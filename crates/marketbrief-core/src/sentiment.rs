//! Deterministic bag-of-words headline sentiment.
//!
//! Text is lower-cased and split on non-word characters (anything other than
//! ASCII letters, digits and `_`). Each token is checked against a positive and
//! a negative [`Lexicon`] list:
//!
//! - `raw_score = (positive - negative) / (positive + negative)`
//! - `confidence = min((positive + negative) / 5, 1)`
//! - `raw_score > 0.3` is bullish, `< -0.3` bearish, anything else neutral
//!
//! Labels are decided on the unrounded ratio; both reported figures are
//! rounded to two places.

use std::collections::HashSet;

use crate::{round2, SentimentLabel, SentimentScore, TickerRecord};

const LABEL_THRESHOLD: f64 = 0.3;

/// Sentiment-bearing tokens at which confidence saturates.
const CONFIDENCE_SATURATION: f64 = 5.0;

const POSITIVE_WORDS: [&str; 30] = [
    "surge", "soar", "rally", "gain", "jump", "rise", "climb", "beat", "exceed", "strong",
    "bullish", "upgrade", "buy", "outperform", "record", "high", "growth", "profit", "revenue",
    "success", "breakthrough", "innovation", "partnership", "demand", "boost", "momentum",
    "optimistic", "positive", "upside", "breakout",
];

const NEGATIVE_WORDS: [&str; 31] = [
    "drop", "fall", "plunge", "sink", "decline", "slide", "crash", "miss", "weak", "bearish",
    "downgrade", "sell", "underperform", "low", "loss", "concern", "risk", "warning", "delay",
    "issue", "problem", "lawsuit", "investigation", "cut", "layoff", "disappointing", "negative",
    "downside", "fear", "worry", "slump",
];

/// Immutable positive/negative word lists.
#[derive(Debug, Clone, PartialEq, Eq)]
pub struct Lexicon {
    positive: HashSet<String>,
    negative: HashSet<String>,
}

impl Lexicon {
    pub fn new<P, N>(positive: P, negative: N) -> Self
    where
        P: IntoIterator,
        P::Item: AsRef<str>,
        N: IntoIterator,
        N::Item: AsRef<str>,
    {
        let normalize = |word: &str| word.trim().to_lowercase();
        Self {
            positive: positive.into_iter().map(|w| normalize(w.as_ref())).collect(),
            negative: negative.into_iter().map(|w| normalize(w.as_ref())).collect(),
        }
    }
}

impl Default for Lexicon {
    fn default() -> Self {
        Self::new(POSITIVE_WORDS, NEGATIVE_WORDS)
    }
}

/// Pure scorer over an injected [`Lexicon`].
#[derive(Debug, Clone, Default)]
pub struct SentimentScorer {
    lexicon: Lexicon,
}

impl SentimentScorer {
    pub fn new(lexicon: Lexicon) -> Self {
        Self { lexicon }
    }

    pub fn score(&self, text: &str) -> SentimentScore {
        let lowered = text.to_lowercase();
        let (positive, negative) = lowered
            .split(|ch: char| !(ch.is_ascii_alphanumeric() || ch == '_'))
            .filter(|token| !token.is_empty())
            .fold((0u32, 0u32), |(positive, negative), token| {
                (
                    positive + u32::from(self.lexicon.positive.contains(token)),
                    negative + u32::from(self.lexicon.negative.contains(token)),
                )
            });

        let total = positive + negative;
        if total == 0 {
            return SentimentScore::NEUTRAL;
        }

        let ratio = (f64::from(positive) - f64::from(negative)) / f64::from(total);
        let confidence = (f64::from(total) / CONFIDENCE_SATURATION).min(1.0);
        let label = if ratio > LABEL_THRESHOLD {
            SentimentLabel::Bullish
        } else if ratio < -LABEL_THRESHOLD {
            SentimentLabel::Bearish
        } else {
            SentimentLabel::Neutral
        };

        SentimentScore {
            raw_score: round2(ratio),
            label,
            confidence: round2(confidence),
        }
    }

    /// Attaches `headlines` to `ticker` and scores their concatenation.
    pub fn enrich(&self, ticker: &mut TickerRecord, headlines: Vec<String>) {
        ticker.sentiment = Some(self.score(&headlines.join(" ")));
        ticker.headlines = headlines;
        ticker.needs_fetch = false;
    }
}

#[cfg(test)]
mod tests {
    use super::*;
    use crate::{Priority, Symbol};

    fn scorer() -> SentimentScorer {
        SentimentScorer::default()
    }

    fn words(positive: usize, negative: usize) -> String {
        let mut tokens = vec!["gain"; positive];
        tokens.extend(vec!["loss"; negative]);
        tokens.join(" ")
    }

    #[test]
    fn empty_and_signal_free_text_is_neutral_zero() {
        assert_eq!(scorer().score(""), SentimentScore::NEUTRAL);
        assert_eq!(
            scorer().score("Quarterly filing published on schedule"),
            SentimentScore::NEUTRAL
        );
    }

    #[test]
    fn scoring_is_repeatable() {
        let text = "Nvidia shares surge on record data center demand despite export risk";
        assert_eq!(scorer().score(text), scorer().score(text));
    }

    #[test]
    fn punctuation_and_case_split_tokens() {
        let score = scorer().score("SURGE!!! Rally, (boost)... crash?");
        assert_eq!(score.raw_score, 0.5);
        assert_eq!(score.label, SentimentLabel::Bullish);
        assert_eq!(score.confidence, 0.8);
    }

    #[test]
    fn exactly_positive_threshold_is_neutral() {
        // (13 - 7) / 20 = 0.3
        let score = scorer().score(&words(13, 7));
        assert_eq!(score.raw_score, 0.3);
        assert_eq!(score.label, SentimentLabel::Neutral);
    }

    #[test]
    fn above_positive_threshold_is_bullish() {
        // (2 - 1) / 3 = 0.33
        let score = scorer().score(&words(2, 1));
        assert_eq!(score.raw_score, 0.33);
        assert_eq!(score.label, SentimentLabel::Bullish);
    }

    #[test]
    fn exactly_negative_threshold_is_neutral() {
        let score = scorer().score(&words(7, 13));
        assert_eq!(score.raw_score, -0.3);
        assert_eq!(score.label, SentimentLabel::Neutral);
    }

    #[test]
    fn below_negative_threshold_is_bearish() {
        let score = scorer().score(&words(1, 2));
        assert_eq!(score.raw_score, -0.33);
        assert_eq!(score.label, SentimentLabel::Bearish);
    }

    #[test]
    fn confidence_grows_with_signal_and_saturates() {
        assert_eq!(scorer().score(&words(1, 1)).confidence, 0.4);
        assert_eq!(scorer().score(&words(4, 1)).confidence, 1.0);
        assert_eq!(scorer().score(&words(9, 3)).confidence, 1.0);
    }

    #[test]
    fn token_order_does_not_matter() {
        assert_eq!(
            scorer().score("plunge rally gain"),
            scorer().score("gain plunge rally")
        );
    }

    #[test]
    fn injected_lexicon_replaces_defaults() {
        let custom = SentimentScorer::new(Lexicon::new(["Moon"], ["rug"]));
        assert_eq!(custom.score("to the moon").label, SentimentLabel::Bullish);
        assert_eq!(custom.score("surge surge surge"), SentimentScore::NEUTRAL);
    }

    #[test]
    fn enrichment_marks_ticker_fetched() {
        let mut ticker = TickerRecord::pending(
            Symbol::parse("AMD").expect("valid"),
            "Advanced Micro Devices",
            Priority::Normal,
        );

        scorer().enrich(
            &mut ticker,
            vec![
                String::from("AMD shares jump on strong guidance"),
                String::from("Analysts upgrade AMD"),
            ],
        );

        assert!(!ticker.needs_fetch);
        assert_eq!(ticker.headlines.len(), 2);
        let sentiment = ticker.sentiment.expect("scored");
        assert_eq!(sentiment.label, SentimentLabel::Bullish);
        assert_eq!(sentiment.raw_score, 1.0);
        assert_eq!(sentiment.confidence, 0.6);
    }
}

■ **What needs to be done**
Where a line in the material above holds "expect", copy that line.

■ **Answer space**
            Symbol::parse("AMD").expect("valid"),
        let sentiment = ticker.sentiment.expect("scored");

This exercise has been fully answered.